In places, the cloth had fused to the flesh beneath it, soaked through with fluids and grime. Whatever was underneath was rotting, but not naturally. The decay was uneven, patches of flesh had collapsed into blackened, wet pulp, while other areas remained disturbingly intact, swollen and discolored.

A sour, metallic stench hung around it, slowly and visibly, as if time itself couldn't decide what to do with it. Pheo kept his eyes on it. "It's special," he said. "We need to watch it. Contain it. As soon as possible."

The rescuer glanced at him, curiosity flickering. "Why? It's dead."

Pheo shook his head. "It's the cause of the village's destruction."

The man let out a short, uneasy laugh. "Good thing it's dead then. What's a dead thing supposed to do to the living?"

"There are many ways," Pheo replied. "Disease. Contamination. The grief it leaves behind. He paused, then added, more firmly, "But as I said, this corpse is a special case."

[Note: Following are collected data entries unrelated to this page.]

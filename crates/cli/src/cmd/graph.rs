//! Implementation of the `buildchain graph` command.

use std::path::Path;

use anyhow::Result;

use super::load_chain;
use crate::output::print_success;

pub fn cmd_graph(path: &Path, output: Option<&Path>) -> Result<()> {
  let (_, chain) = load_chain(path)?;

  match output {
    Some(file) => {
      chain.write_dot(file)?;
      print_success(&format!("Wrote step graph to {}", file.display()));
    }
    None => print!("{}", chain.to_dot()),
  }

  Ok(())
}
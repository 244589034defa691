//! The outcome of a successful build.

use std::fmt;
use std::time::Duration;

use serde::Serialize;
use serde_json::Value;

use crate::item::{BuildItem, ItemId, ItemKind, MultiBuildItem, Payload, SimpleBuildItem};
use crate::store::{FrozenItems, ItemValue};

/// Timing of one executed step.
#[derive(Debug, Clone, PartialEq, Eq)]
pub struct StepRecord {
  pub name: String,
  /// Registration index of the step.
  pub index: usize,
  /// Offset from the start of execution at which the action started.
  pub started: Duration,
  pub duration: Duration,
}

/// Frozen items plus the execution log of one build.
#[derive(Debug, Clone)]
pub struct BuildResult {
  items: FrozenItems,
  records: Vec<StepRecord>,
  pruned: Vec<String>,
  elapsed: Duration,
}

impl BuildResult {
  pub(crate) fn new(items: FrozenItems, records: Vec<StepRecord>, pruned: Vec<String>, elapsed: Duration) -> Self {
    Self {
      items,
      records,
      pruned,
      elapsed,
    }
  }

  /// The value of a single item, if it was produced.
  pub fn get<T: SimpleBuildItem>(&self) -> Option<&T> {
    match self.items.get(&ItemId::of::<T>()) {
      Some(ItemValue::Single(Some(payload))) => downcast(payload),
      _ => None,
    }
  }

  /// Every element of a multi item in producer registration order.
  pub fn get_all<T: MultiBuildItem>(&self) -> Vec<&T> {
    match self.items.get(&ItemId::of::<T>()) {
      Some(ItemValue::Multi(payloads)) => payloads.iter().filter_map(downcast).collect(),
      _ => Vec::new(),
    }
  }

  /// Whether any step produced `T`.
  pub fn contains<T: BuildItem>(&self) -> bool {
    self.is_present(&ItemId::of::<T>())
  }

  /// The JSON value of a named single item.
  pub fn value(&self, item: &ItemId) -> Option<&Value> {
    match self.items.get(item) {
      Some(ItemValue::Single(Some(payload))) => downcast(payload),
      _ => None,
    }
  }

  /// The JSON elements of a named multi item.
  pub fn values(&self, item: &ItemId) -> Vec<&Value> {
    match self.items.get(item) {
      Some(ItemValue::Multi(payloads)) => payloads.iter().filter_map(downcast).collect(),
      _ => Vec::new(),
    }
  }

  pub fn is_present(&self, item: &ItemId) -> bool {
    self.items.get(item).is_some_and(ItemValue::is_present)
  }

  pub fn items(&self) -> &FrozenItems {
    &self.items
  }

  /// Executed steps in completion order.
  pub fn step_records(&self) -> &[StepRecord] {
    &self.records
  }

  /// Names of executed steps in completion order.
  pub fn execution_log(&self) -> Vec<&str> {
    self.records.iter().map(|r| r.name.as_str()).collect()
  }

  pub fn step_record(&self, name: &str) -> Option<&StepRecord> {
    self.records.iter().find(|r| r.name == name)
  }

  /// Steps removed by pruning, in registration order.
  pub fn pruned_steps(&self) -> &[String] {
    &self.pruned
  }

  pub fn elapsed(&self) -> Duration {
    self.elapsed
  }

  pub fn report(&self) -> BuildReport {
    let mut items: Vec<ItemReport> = self
      .items
      .iter()
      .map(|(id, value)| ItemReport::new(id, value))
      .collect();
    items.sort_by(|a, b| a.name.cmp(&b.name));

    BuildReport {
      elapsed_us: micros(self.elapsed),
      steps: self
        .records
        .iter()
        .map(|r| StepReport {
          name: r.name.clone(),
          started_us: micros(r.started),
          duration_us: micros(r.duration),
        })
        .collect(),
      pruned: self.pruned.clone(),
      items,
    }
  }
}

fn downcast<T: 'static>(payload: &Payload) -> Option<&T> {
  (**payload).downcast_ref::<T>()
}

fn micros(duration: Duration) -> u64 {
  u64::try_from(duration.as_micros()).unwrap_or(u64::MAX)
}

/// Serializable summary of a build, used for text and JSON output.
#[derive(Debug, Clone, Serialize)]
pub struct BuildReport {
  pub elapsed_us: u64,
  pub steps: Vec<StepReport>,
  pub pruned: Vec<String>,
  pub items: Vec<ItemReport>,
}

#[derive(Debug, Clone, Serialize)]
pub struct StepReport {
  pub name: String,
  pub started_us: u64,
  pub duration_us: u64,
}

#[derive(Debug, Clone, Serialize)]
pub struct ItemReport {
  pub name: String,
  pub kind: ItemKind,
  /// Values written: 0 or 1 for single and empty items, the element count for multi items.
  pub count: usize,
  /// JSON values of named items. Typed items are opaque and report none.
  #[serde(skip_serializing_if = "Option::is_none")]
  pub values: Option<Vec<Value>>,
}

impl ItemReport {
  fn new(id: &ItemId, value: &ItemValue) -> Self {
    let (count, values) = match value {
      ItemValue::Single(payload) => (
        usize::from(payload.is_some()),
        payload.iter().filter_map(downcast::<Value>).cloned().collect::<Vec<_>>(),
      ),
      ItemValue::Multi(payloads) => (
        payloads.len(),
        payloads.iter().filter_map(downcast::<Value>).cloned().collect(),
      ),
      ItemValue::Empty(present) => (usize::from(*present), Vec::new()),
    };

    Self {
      name: id.name().to_string(),
      kind: id.kind(),
      count,
      values: (id.is_named() && id.kind() != ItemKind::Empty).then_some(values),
    }
  }
}

impl fmt::Display for BuildReport {
  fn fmt(&self, f: &mut fmt::Formatter<'_>) -> fmt::Result {
    writeln!(
      f,
      "build finished in {:?} ({} step(s) run, {} pruned)",
      Duration::from_micros(self.elapsed_us),
      self.steps.len(),
      self.pruned.len()
    )?;

    if !self.steps.is_empty() {
      writeln!(f, "steps:")?;
      for step in &self.steps {
        writeln!(f, "  {} ({:?})", step.name, Duration::from_micros(step.duration_us))?;
      }
    }

    if !self.pruned.is_empty() {
      writeln!(f, "pruned: {}", self.pruned.join(", "))?;
    }

    if !self.items.is_empty() {
      writeln!(f, "items:")?;
      for item in &self.items {
        write!(f, "  {} [{}]", item.name, item.kind)?;
        match (&item.values, item.kind) {
          (Some(values), ItemKind::Single) if !values.is_empty() => write!(f, " = {}", values[0])?,
          (Some(values), ItemKind::Multi) => write!(f, " = {}", Value::Array(values.clone()))?,
          (_, ItemKind::Empty) => write!(f, " {}", if item.count > 0 { "present" } else { "absent" })?,
          _ => write!(f, " x{}", item.count)?,
        }
        writeln!(f)?;
      }
    }

    Ok(())
  }
}

#[cfg(test)]
mod tests {
  use std::sync::Arc;

  use super::*;
  use crate::store::{ItemStore, Origin};
  use crate::util::testutil::{Count, Doubled, Finished, Report};

  fn sample() -> BuildResult {
    let routes = ItemId::named("routes", ItemKind::Multi);
    let ids = vec![
      ItemId::of::<Count>(),
      ItemId::of::<Doubled>(),
      ItemId::of::<Report>(),
      ItemId::of::<Finished>(),
      routes.clone(),
    ];
    let store = ItemStore::new(&ids);
    store.write_single(&ItemId::of::<Count>(), Arc::new(Count(5))).unwrap();
    store
      .append_multi(&ItemId::of::<Report>(), Arc::new(Report("done".into())), Origin::Step(2), 0)
      .unwrap();
    store
      .append_multi(&routes, Arc::new(serde_json::json!("/health")), Origin::Step(1), 0)
      .unwrap();

    BuildResult::new(
      store.freeze(),
      vec![
        StepRecord {
          name: "a".into(),
          index: 0,
          started: Duration::ZERO,
          duration: Duration::from_micros(150),
        },
        StepRecord {
          name: "c".into(),
          index: 2,
          started: Duration::from_micros(200),
          duration: Duration::from_micros(20),
        },
      ],
      vec!["unused".into()],
      Duration::from_millis(1),
    )
  }

  #[test]
  fn typed_queries() {
    let result = sample();

    assert_eq!(result.get::<Count>(), Some(&Count(5)));
    assert_eq!(result.get::<Doubled>(), None);
    assert_eq!(result.get_all::<Report>(), vec![&Report("done".into())]);
    assert!(result.contains::<Count>());
    assert!(!result.contains::<Doubled>());
    assert!(!result.contains::<Finished>());
  }

  #[test]
  fn named_queries() {
    let result = sample();
    let routes = ItemId::named("routes", ItemKind::Multi);

    assert_eq!(result.values(&routes), vec![&serde_json::json!("/health")]);
    assert!(result.value(&ItemId::named("missing", ItemKind::Single)).is_none());
  }

  #[test]
  fn execution_log_and_records() {
    let result = sample();

    assert_eq!(result.execution_log(), vec!["a", "c"]);
    assert_eq!(result.step_record("c").map(|r| r.index), Some(2));
    assert_eq!(result.pruned_steps(), &["unused".to_string()]);
    assert_eq!(result.elapsed(), Duration::from_millis(1));
  }

  #[test]
  fn report_serializes_named_values() {
    let report = sample().report();
    let json = serde_json::to_value(&report).unwrap();

    assert_eq!(json["elapsed_us"], 1000);
    assert_eq!(json["steps"][0]["name"], "a");
    assert_eq!(json["steps"][0]["duration_us"], 150);
    assert_eq!(json["pruned"][0], "unused");

    let routes = json["items"]
      .as_array()
      .unwrap()
      .iter()
      .find(|i| i["name"] == "routes")
      .unwrap();
    assert_eq!(routes["count"], 1);
    assert_eq!(routes["values"], serde_json::json!(["/health"]));

    let count = json["items"].as_array().unwrap().iter().find(|i| i["name"] == "Count").unwrap();
    assert!(count.get("values").is_none());
  }

  #[test]
  fn report_renders_text() {
    let text = sample().report().to_string();

    assert!(text.starts_with("build finished in 1ms (2 step(s) run, 1 pruned)"));
    assert!(text.contains("  a (150µs)"));
    assert!(text.contains("pruned: unused"));
    assert!(text.contains("  routes [multi] = [\"/health\"]"));
    assert!(text.contains("  Finished [empty] absent"));
    assert!(text.contains("  Count [single] x1"));
  }
}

He looked back at the wrapped, rotting figure. "It doesn't seem to die no matter what we did," Pheo said. "It clings to the living. Keeps itself moving. Keeps trying to bring others with him."

Before the rescuer could voice his doubt, Pheo spoke again, his tone cutting through any hesitation. "That corpse was the only threat inside the shield," he said. "There should be nothing else to worry about. The only thing left now is figuring out how to disable the shield."

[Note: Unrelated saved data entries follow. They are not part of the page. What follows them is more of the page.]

//! Implementation of the `buildchain run` command.
//!
//! Validates a plan, then executes it. Configuration is read from the
//! environment and command line flags override it.

use std::path::{Path, PathBuf};

use anyhow::{Context, Result};
use tracing::info;

use buildchain_lib::{BuildError, ExecuteConfig};

use super::load_chain;
use crate::output::{OutputFormat, format_duration, print_error, print_json, print_success};

pub fn cmd_run(path: &Path, jobs: Option<usize>, graph_output: Option<PathBuf>, format: OutputFormat) -> Result<()> {
  let mut config = ExecuteConfig::from_env()?;
  if let Some(jobs) = jobs {
    config = config.with_parallelism(jobs);
  }
  if let Some(file) = graph_output {
    config = config.with_graph_output(file);
  }

  // Validate first so graph errors are listed one per line.
  let (plan, chain) = load_chain(path)?;
  info!(steps = chain.steps().len(), parallelism = config.parallelism, "running plan");

  let rt = tokio::runtime::Runtime::new().context("Failed to create async runtime")?;
  let result = match rt.block_on(plan.run_chain(&chain, &config)) {
    Ok(result) => result,
    Err(BuildError::Execution(err)) => {
      print_error(&err.to_string());
      let step = err.failed_step().unwrap_or("<internal>");
      anyhow::bail!("build failed in step `{step}`");
    }
    Err(err) => return Err(err.into()),
  };

  let report = result.report();
  if format.is_json() {
    print_json(&report)?;
  } else {
    print!("{report}");
    print_success(&format!("Build succeeded in {}", format_duration(result.elapsed())));
  }

  Ok(())
}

The certainty in his voice left no room for argument. The rescuer studied him for a moment, then nodded, lifting his radio. "Found something unusual," he reported. "Possible high-risk remains. Requesting containment and further instruction."

Static crackled, followed by a brief acknowledgement. The rescuer lowered the radio and gave Pheo a final nod, trusting him without fully understanding why.

Pheo turned away, a faint sense of disappointment settling in his chest. He wasn't sure what he had expected. Fear, resistance, questions… none of it came. Instead, he wandered deeper into the ruined stretch of the village.

As he walked, he slowly realized where he was. This area should have been crowded with food stalls. Rows of makeshift kitchens, hanging banners, the smell of oil and spices thick in the air.

Now it was all flattened, the ground scorched and broken. Burnt frames and collapsed counters were all that remained.

Yet not everything was destroyed.

Crates lay half-buried under rubble, some split open, others strangely untouched. Sealed containers of grain, preserved goods, even bottled water sat where they had been dropped, as if whatever swept through the village had ignored them.

Pheo stopped, staring at the supplies. Maybe with what was still left, he could do something to help. Seeing what he had, he began to gather whatever was available and do what he could.